There were no statistically significant differences for death in any of the direct comparisons. The summary RRs ranged between 0·82 and 1·09. The corresponding confidence intervals could not exclude RRs as extreme as 0·59 or 1·63 in all comparisons. There was little evidence for heterogeneity (I2<18% in all comparisons).

Similarly, for MI we found no statistically significant differences in any comparison. Summary RRs for MI ranged between 0·97 and 1·18; their confidence intervals could not exclude RRs as extreme as 0·59 and 1·99 in any comparison. There was evidence for heterogeneity in the MI outcome for PTCA vs. medical therapy (I2=70%).

The only statistically significant effect for subsequent CABG was found in the DES vs. BMS comparison (12 trials; 4995 patients). The summary RR was 0·56 (95% confidence interval, CI: 0·36 to 0·88; favoring DES), with no evidence for between-trial heterogeneity (I2=0).

The TLR/TVR outcome was not assessed in trials where medical therapy was a comparator. There were significant improvements in this outcome favoring BMS vs. PTCA (RR= 0·68, 95% CI: 0·60, 0·77), and DES vs. BMS (RR=0·44, 95% CI: 0·35, 0·56), with evidence for heterogeneity in both instances (I2=56% and 52%, respectively; Table 2).

The outcome of any revascularisation was assessed in comparisons between BMS, PTCA and medical therapy, and no significant differences were found in any comparison (Table 2). However, this outcome was reported only in 3 out of 34 RCTs in the BMS vs. PTCA comparison.

Network meta-analyses

We also performed joint analyses of all direct and indirect evidence in our network (Figure 3). In the network meta-analysis, all point estimates were similar to the direct comparisons. All statistically significant findings from the aforementioned direct comparisons persisted in these analyses as well (Table 2).

For all outcomes except for death, indirect and direct evidence were very consistent (network incoherence <0·0001). For death, the network incoherence parameter was small yet non-zero (network incoherence=0·039), implying that direct and indirect evidence were not entirely consistent for the comparisons between BMS, PTCA and medical therapy. Indeed, the direct RR for death in the PTCA vs. medical therapy comparison was 0·82 (95% CI: 0·59, 1·15), whereas the corresponding indirect was 1·05 (95% CI: 0·71, 1·57). The combined direct and indirect evidence was between these estimates (Table 2).

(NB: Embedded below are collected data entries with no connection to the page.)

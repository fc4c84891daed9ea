use anyhow::Result;
use serde::{Deserialize, Serialize};
use std::fs;
use std::path::PathBuf;
use std::time::Duration;

use crate::group::GroupConfig;
use crate::retry::RetryPolicy;

/// Settings for one service group ([servers] / [peers] in config.toml).
#[derive(Debug, Clone, Serialize, Deserialize)]
pub struct GroupSection {
    /// Coordination-store key listing the group's members.
    pub key: String,
    /// Seconds to wait before reopening a failed watch.
    pub watch_retry_delay_secs: f64,
    /// Refresh attempts per membership notification (including the first).
    pub update_retry: u32,
    /// Seconds between refresh attempts.
    pub update_retry_delay_secs: f64,
}

impl GroupSection {
    fn with_key(key: &str) -> Self {
        Self {
            key: key.to_string(),
            watch_retry_delay_secs: 5.0,
            update_retry: 3,
            update_retry_delay_secs: 1.0,
        }
    }

    /// Convert to the runtime group configuration.
    pub fn group_config(&self) -> GroupConfig {
        GroupConfig {
            key: self.key.clone(),
            watch_retry_delay: Duration::from_secs_f64(self.watch_retry_delay_secs.max(0.0)),
            update_retry: RetryPolicy {
                max_attempts: self.update_retry,
                delay: Duration::from_secs_f64(self.update_retry_delay_secs.max(0.0)),
            },
        }
    }
}

/// Global configuration loaded from `~/.config/dds/config.toml`.
#[derive(Debug, Clone, Serialize, Deserialize)]
pub struct DdsConfig {
    pub servers: GroupSection,
    pub peers: GroupSection,
}

impl Default for DdsConfig {
    fn default() -> Self {
        Self {
            servers: GroupSection::with_key("/dds/servers"),
            peers: GroupSection::with_key("/dds/peers"),
        }
    }
}

pub fn config_path() -> Result<PathBuf> {
    let xdg_dirs = xdg::BaseDirectories::with_prefix("dds")?;
    Ok(xdg_dirs.place_config_file("config.toml")?)
}

/// Load configuration from disk, creating a default file if none exists.
pub fn load_or_init() -> Result<DdsConfig> {
    let path = config_path()?;
    if !path.exists() {
        let default_cfg = DdsConfig::default();
        let toml = toml::to_string_pretty(&default_cfg)?;
        if let Some(parent) = path.parent() {
            fs::create_dir_all(parent)?;
        }
        fs::write(&path, toml)?;
        tracing::info!("created default config at {}", path.display());
        return Ok(default_cfg);
    }

    let data = fs::read_to_string(&path)?;
    let cfg: DdsConfig = toml::from_str(&data)?;
    Ok(cfg)
}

For almost all outcomes and comparisons, the network meta-analysis resulted in summary estimates with increased precision (narrower confidence intervals) compared to the corresponding direct comparisons. For example, for the death outcome, the confidence intervals from the network meta-analysis could exclude RRs more extreme than 0·70 or 1·30 for the comparisons between BMS, PTCA and medical therapy (Table 2).

We were also able to contrast DES with PTCA and medical therapy based on indirect evidence. For both comparisons there were no significant differences for death and MI. However, the corresponding 95% confidence intervals could not exclude RRs as extreme as 0·60 and 1·69 or 0·65 and 1·82, respectively (Figure 3; Table 2) for death or for MI. The summary indirect effects for the frequency of CABG favored DES over both PTCA and medical therapy beyond what is expected by chance (RR=0·55 and 0·58, respectively). Similarly, the risk for TVR/TLR was significantly lower for DES compared to PTCA (RR=0·30, 95% CI: 0·17, 0·51).

Subgroup and sensitivity analyses

Subgroup analyses agreed with the main analyses (not shown). Of note, when trials using sirolimus stents were excluded, we found no evidence that paclitaxel stents decreased death or MI compared to any of the other therapies. In meta-regressions, the proportion of patients with unstable angina was not associated with the RR for death (p=0·34 and p=0·21 for BMS vs. PTCA, and for DES vs. BMS, respectively; not estimable for other comparisons), for MI (corresponding p-values were p=0·12 and p=0·44) or for CABG (p=0·50 and p=0·60, respectively). For the TVR/TLR outcome, meta-regressions suggested potentially smaller differences between the BMS vs. PTCA strategies with increasing proportion of unstable angina patients in the trials (p=0·09).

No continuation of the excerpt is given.